━━━━━ SUPPLIED RECORDS ━━━━━

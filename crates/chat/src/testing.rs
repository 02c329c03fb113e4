//! Test doubles and fixtures shared by the unit tests

use std::cell::{Cell, RefCell};

use helpmate_shared::{Author, Message, MessageId, SyncError, SyncResult, TicketId, UserId, UserRole};
use time::{Duration, OffsetDateTime};

use crate::realtime::connection::Emitter;
use crate::realtime::events::OutboundEvent;

/// Emitter that records what it was asked to send
pub(crate) struct RecordingEmitter {
    ready: Cell<bool>,
    sent: RefCell<Vec<OutboundEvent>>,
}

impl RecordingEmitter {
    pub(crate) fn ready() -> Self {
        Self {
            ready: Cell::new(true),
            sent: RefCell::new(Vec::new()),
        }
    }

    pub(crate) fn offline() -> Self {
        let emitter = Self::ready();
        emitter.ready.set(false);
        emitter
    }

    pub(crate) fn set_ready(&self, ready: bool) {
        self.ready.set(ready);
    }

    pub(crate) fn sent(&self) -> Vec<OutboundEvent> {
        self.sent.borrow().clone()
    }

    pub(crate) fn clear(&self) {
        self.sent.borrow_mut().clear();
    }
}

impl Emitter for RecordingEmitter {
    fn is_ready(&self) -> bool {
        self.ready.get()
    }

    fn emit(&self, event: OutboundEvent) -> SyncResult<()> {
        if !self.ready.get() {
            return Err(SyncError::NotConnected);
        }
        self.sent.borrow_mut().push(event);
        Ok(())
    }
}

pub(crate) fn base_time() -> OffsetDateTime {
    time::macros::datetime!(2025-03-01 10:00:00 UTC)
}

pub(crate) fn author(id: &str, role: UserRole) -> Author {
    Author {
        id: UserId::from(id),
        first_name: format!("User {}", id),
        last_name: String::new(),
        avatar: None,
        role,
    }
}

/// Confirmed message `id` on `ticket` by `author_id`, `minutes` after the
/// base time
pub(crate) fn message(id: &str, ticket: &str, author_id: &str, minutes: i64) -> Message {
    let author = author(author_id, UserRole::Operator);
    Message {
        id: MessageId::from(id),
        ticket_id: TicketId::from(ticket),
        author_id: author.id.clone(),
        author,
        content: format!("content of {}", id),
        is_internal: false,
        created_at: base_time() + Duration::minutes(minutes),
        read_at: None,
        attachments: Vec::new(),
    }
}

pub(crate) fn ids(messages: &[Message]) -> Vec<&str> {
    messages.iter().map(|m| m.id.as_str()).collect()
}
//! Read receipts
//!
//! `message-read` only ever updates `read_at` of a message that is already
//! in the timeline. A receipt for an id the client has not seen is dropped;
//! the next history load carries the read state anyway.

use helpmate_shared::{MessageId, TicketId, UserId};
use time::OffsetDateTime;

use super::store::MessageStore;

/// Payload of a `message-read` event
#[derive(Debug, Clone, PartialEq, Eq)]
pub struct ReadReceipt {
    pub message_id: MessageId,
    pub read_at: OffsetDateTime,
    pub read_by: Option<UserId>,
}

/// Applies read receipts to the store
#[derive(Debug, Default)]
pub struct ReadReceiptTracker {
    applied: u64,
    unmatched: u64,
}

impl ReadReceiptTracker {
    pub fn new() -> Self {
        Self::default()
    }

    /// Returns true if a message was updated
    pub fn apply(&mut self, store: &mut MessageStore, ticket_id: &TicketId, receipt: ReadReceipt) -> bool {
        if store.mark_read(ticket_id, &receipt.message_id, receipt.read_at) {
            self.applied += 1;
            true
        } else {
            self.unmatched += 1;
            tracing::debug!(
                ticket_id = %ticket_id,
                message_id = %receipt.message_id,
                "Read receipt for unknown message"
            );
            false
        }
    }

    pub fn applied(&self) -> u64 {
        self.applied
    }

    pub fn unmatched(&self) -> u64 {
        self.unmatched
    }
}
impl ChatSession {
    pub fn new(me: Author, config: SessionConfig, clock: SharedClock) -> Self {
        let mut typing = TypingAggregator::new(config.typing_expiry);
        typing.set_local_user(Some(me.id.clone()));

        Self {
            typing,
            debouncer: TypingDebouncer::new(config.typing_idle),
            dispatcher: CommandDispatcher::new(config.max_message_length),
            me,
            config,
            clock,
            connection: ConnectionState::Disconnected,
            was_authenticated: false,
            rooms: RoomTracker::new(),
            store: MessageStore::new(),
            receipts: ReadReceiptTracker::new(),
        }
    }

    pub fn active_ticket(&self) -> Option<&TicketId> {
        self.rooms.active_ticket()
    }

    pub fn connection(&self) -> &ConnectionState {
        &self.connection
    }

    pub fn store(&self) -> &MessageStore {
        &self.store
    }

    /// Adopt the state of a channel that may already be authenticated
    pub fn attach(&mut self, state: ConnectionState, emitter: &dyn Emitter) {
        if let Some(user_id) = state.user_id() {
            self.typing.set_local_user(Some(user_id.clone()));
            self.was_authenticated = true;
        }
        let authenticated = state.is_authenticated();
        self.connection = state;
        if authenticated {
            self.rooms.on_authenticated(emitter);
        }
    }

    /// Make `ticket_id` the active conversation
    ///
    /// Leaves the previous ticket first and evicts its timeline.
    pub fn open_ticket(&mut self, ticket_id: TicketId, emitter: &dyn Emitter) -> Vec<SessionEffect> {
        if self.rooms.is_active(&ticket_id) {
            return Vec::new();
        }
        self.close_ticket(emitter);

        self.rooms.join_room(ticket_id.clone(), emitter);
        let timeline = self.store.open(ticket_id.clone());
        tracing::debug!(ticket_id = %ticket_id, "Conversation opened");

        if timeline.is_loaded() {
            Vec::new()
        } else {
            vec![SessionEffect::FetchHistory(ticket_id)]
        }
    }

    /// Leave the active ticket, if any
    pub fn close_ticket(&mut self, emitter: &dyn Emitter) {
        let Some(ticket_id) = self.rooms.active_ticket().cloned() else {
            return;
        };
        self.stop_typing(&ticket_id, emitter);
        self.rooms.leave_room(&ticket_id, emitter);
        self.store.evict(&ticket_id);
        self.typing.clear(&ticket_id);
        tracing::debug!(ticket_id = %ticket_id, "Conversation closed");
    }

    /// Merge a history result; results for inactive tickets are dropped
    pub fn load_history(
        &mut self,
        ticket_id: &TicketId,
        result: SyncResult<Vec<Message>>,
    ) -> Vec<SessionEffect> {
        if !self.rooms.is_active(ticket_id) {
            tracing::debug!(ticket_id = %ticket_id, "Dropping history for inactive ticket");
            return Vec::new();
        }
        match result {
            Ok(page) => {
                self.store.load_history(ticket_id, page);
                Vec::new()
            }
            Err(e) => {
                tracing::warn!(ticket_id = %ticket_id, error = %e, "Failed to load message history");
                vec![SessionEffect::Notify(SessionNotice::HistoryFailed(e))]
            }
        }
    }

    /// Apply one event observed on the channel
    pub fn handle_channel_event(
        &mut self,
        event: ChannelEvent,
        emitter: &dyn Emitter,
    ) -> Vec<SessionEffect> {
        match event {
            ChannelEvent::Lifecycle(lifecycle) => self.handle_lifecycle(lifecycle, emitter),
            ChannelEvent::Inbound(event) => self.handle_inbound(event),
        }
    }

    /// Something was missed on the channel; reload the active timeline
    pub fn resync(&self) -> Vec<SessionEffect> {
        self.active_ticket()
            .cloned()
            .map(SessionEffect::FetchHistory)
            .into_iter()
            .collect()
    }

    fn handle_lifecycle(&mut self, lifecycle: Lifecycle, emitter: &dyn Emitter) -> Vec<SessionEffect> {
        let mut effects = Vec::new();

        match lifecycle {
            Lifecycle::Connecting { attempt } => {
                self.connection = ConnectionState::Connecting { attempt };
            }
            Lifecycle::Connected => {
                self.connection = ConnectionState::Connected;
            }
            Lifecycle::Authenticated { .. } if self.connection.is_authenticated() => {}
            Lifecycle::Authenticated { user_id } => {
                self.typing.set_local_user(Some(user_id.clone()));
                self.connection = ConnectionState::Authenticated { user_id };
                self.rooms.on_authenticated(emitter);

                if self.was_authenticated {
                    effects.push(SessionEffect::Notify(SessionNotice::Reconnected));
                    if let Some(ticket_id) = self.rooms.active_ticket().cloned() {
                        // Their confirmations went down with the old socket
                        let abandoned = self.store.abandon_pending(&ticket_id);
                        if !abandoned.is_empty() {
                            effects.push(SessionEffect::Notify(SessionNotice::SendsAbandoned(abandoned)));
                        }
                    }
                    if self.config.refetch_on_reconnect {
                        effects.extend(self.resync());
                    }
                }
                self.was_authenticated = true;
            }
            Lifecycle::Disconnected => {
                let was_authenticated = self.connection.is_authenticated();
                self.connection = ConnectionState::Disconnected;
                self.rooms.on_disconnected();
                self.debouncer.stop();
                if was_authenticated {
                    effects.push(SessionEffect::Notify(SessionNotice::ConnectionLost));
                }
            }
            Lifecycle::Error(message) => {
                effects.push(SessionEffect::Notify(SessionNotice::ServiceError(message)));
            }
            Lifecycle::Failed(reason) => {
                self.connection = ConnectionState::Failed(reason.clone());
                self.rooms.on_disconnected();
                self.debouncer.stop();
                effects.push(SessionEffect::Notify(SessionNotice::Offline(reason)));
            }
        }

        effects
    }

    /// Inbound transition table
    fn handle_inbound(&mut self, event: InboundEvent) -> Vec<SessionEffect> {
        match event {
            // Connection bookkeeping arrives as lifecycle notifications
            InboundEvent::Connect
            | InboundEvent::Connected { .. }
            | InboundEvent::Disconnect
            | InboundEvent::Error { .. } => Vec::new(),

            InboundEvent::JoinedTicket { ticket_id } => {
                self.rooms.on_joined(&ticket_id);
                Vec::new()
            }

            InboundEvent::NewMessage(message) => {
                if !self.rooms.is_active(&message.ticket_id) {
                    tracing::debug!(ticket_id = %message.ticket_id, "Ignoring message for inactive ticket");
                    return Vec::new();
                }
                let incoming = message.author_id != self.me.id;
                match self.store.push(message.clone()) {
                    PushOutcome::Inserted if incoming => {
                        vec![SessionEffect::Notify(SessionNotice::Incoming(message))]
                    }
                    _ => Vec::new(),
                }
            }

            InboundEvent::MessageSent { temp_id, message } => {
                if !self.rooms.is_active(&message.ticket_id) {
                    tracing::debug!(ticket_id = %message.ticket_id, temp_id = %temp_id, "Ignoring confirmation for inactive ticket");
                    return Vec::new();
                }
                self.store.confirm(temp_id, message);
                Vec::new()
            }

            InboundEvent::MessageRead {
                message_id,
                read_at,
                read_by,
            } => {
                if let Some(ticket_id) = self.rooms.active_ticket().cloned() {
                    self.receipts.apply(
                        &mut self.store,
                        &ticket_id,
                        ReadReceipt {
                            message_id,
                            read_at,
                            read_by,
                        },
                    );
                }
                Vec::new()
            }

            InboundEvent::UserTyping {
                user_id,
                is_typing,
                ticket_id,
            } => {
                let Some(active) = self.rooms.active_ticket().cloned() else {
                    return Vec::new();
                };
                if ticket_id.as_ref().is_some_and(|ticket| ticket != &active) {
                    return Vec::new();
                }
                self.typing
                    .set_typing(&active, user_id, is_typing, self.clock.now());
                Vec::new()
            }
        }
    }

    /// Send `content` to the active ticket
    pub fn send_message(
        &mut self,
        content: String,
        attachment_ids: Option<Vec<String>>,
        emitter: &dyn Emitter,
    ) -> SyncResult<TempId> {
        // Not in any room: there is nowhere to send to
        let ticket_id = self
            .rooms
            .active_ticket()
            .cloned()
            .ok_or(SyncError::NotConnected)?;

        if emitter.is_ready() {
            self.stop_typing(&ticket_id, emitter);
        }
        self.dispatcher.send_message(
            &mut self.store,
            emitter,
            &self.me,
            SendRequest {
                ticket_id,
                content,
                attachment_ids,
            },
            self.clock.wall(),
        )
    }

    /// The local user typed something
    pub fn keystroke(&mut self, emitter: &dyn Emitter) {
        let Some(ticket_id) = self.rooms.active_ticket().cloned() else {
            return;
        };
        if !emitter.is_ready() {
            return;
        }
        if let Some(is_typing) = self.debouncer.keystroke(self.clock.now()) {
            if let Err(e) = self.dispatcher.emit_typing(emitter, ticket_id, is_typing) {
                tracing::debug!(error = %e, "typing not delivered");
            }
        }
    }

    pub fn mark_as_read(&self, message_id: MessageId, emitter: &dyn Emitter) -> SyncResult<()> {
        self.dispatcher.mark_as_read(emitter, message_id)
    }

    /// Expire typing indicators and end idle typing bursts
    pub fn tick(&mut self, emitter: &dyn Emitter) {
        let now = self.clock.now();
        let evicted = self.typing.evict_expired(now);
        if evicted > 0 {
            tracing::trace!(evicted, "Typing indicators expired");
        }

        if let Some(is_typing) = self.debouncer.poll(now) {
            if let Some(ticket_id) = self.rooms.active_ticket().cloned() {
                if let Err(e) = self.dispatcher.emit_typing(emitter, ticket_id, is_typing) {
                    tracing::debug!(error = %e, "typing stop not delivered");
                }
            }
        }
    }

    /// When [`Self::tick`] next has work to do
    pub fn next_deadline(&self) -> Option<Instant> {
        match (self.typing.next_deadline(), self.debouncer.deadline()) {
            (Some(a), Some(b)) => Some(a.min(b)),
            (a, b) => a.or(b),
        }
    }

    pub fn view(&self) -> ChatView {
        let now = self.clock.now();
        let Some(ticket_id) = self.rooms.active_ticket().cloned() else {
            return ChatView {
                connection: self.connection.clone(),
                ..ChatView::default()
            };
        };
        let Some(timeline) = self.store.timeline(&ticket_id) else {
            return ChatView {
                ticket_id: Some(ticket_id),
                connection: self.connection.clone(),
                ..ChatView::default()
            };
        };

        ChatView {
            messages: timeline
                .visible_to(self.me.role)
                .into_iter()
                .cloned()
                .collect(),
            typing: self
                .typing
                .currently_typing(&ticket_id, now)
                .into_iter()
                .collect(),
            unread: timeline.unread_count(&self.me.id),
            loaded: timeline.is_loaded(),
            connection: self.connection.clone(),
            ticket_id: Some(ticket_id),
        }
    }

    fn stop_typing(&mut self, ticket_id: &TicketId, emitter: &dyn Emitter) {
        if let Some(is_typing) = self.debouncer.stop() {
            if let Err(e) = self
                .dispatcher
                .emit_typing(emitter, ticket_id.clone(), is_typing)
            {
                tracing::debug!(ticket_id = %ticket_id, error = %e, "typing stop not delivered");
            }
        }
    }
}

━━━━━

_WHAT IS BEING ASKED_. Please retype the data exactly as it stands, from its first line down to the line that contains "pub(crate) fn clear(&self)", then stop.

_EXERCISE SOLUTION_.
filename crates/chat/src/testing.rs
repository 02c329c03fb113e4
//! Test doubles and fixtures shared by the unit tests

use std::cell::{Cell, RefCell};

use helpmate_shared::{Author, Message, MessageId, SyncError, SyncResult, TicketId, UserId, UserRole};
use time::{Duration, OffsetDateTime};

use crate::realtime::connection::Emitter;
use crate::realtime::events::OutboundEvent;

/// Emitter that records what it was asked to send
pub(crate) struct RecordingEmitter {
    ready: Cell<bool>,
    sent: RefCell<Vec<OutboundEvent>>,
}

impl RecordingEmitter {
    pub(crate) fn ready() -> Self {
        Self {
            ready: Cell::new(true),
            sent: RefCell::new(Vec::new()),
        }
    }

    pub(crate) fn offline() -> Self {
        let emitter = Self::ready();
        emitter.ready.set(false);
        emitter
    }

    pub(crate) fn set_ready(&self, ready: bool) {
        self.ready.set(ready);
    }

    pub(crate) fn sent(&self) -> Vec<OutboundEvent> {
        self.sent.borrow().clone()
    }

    pub(crate) fn clear(&self) {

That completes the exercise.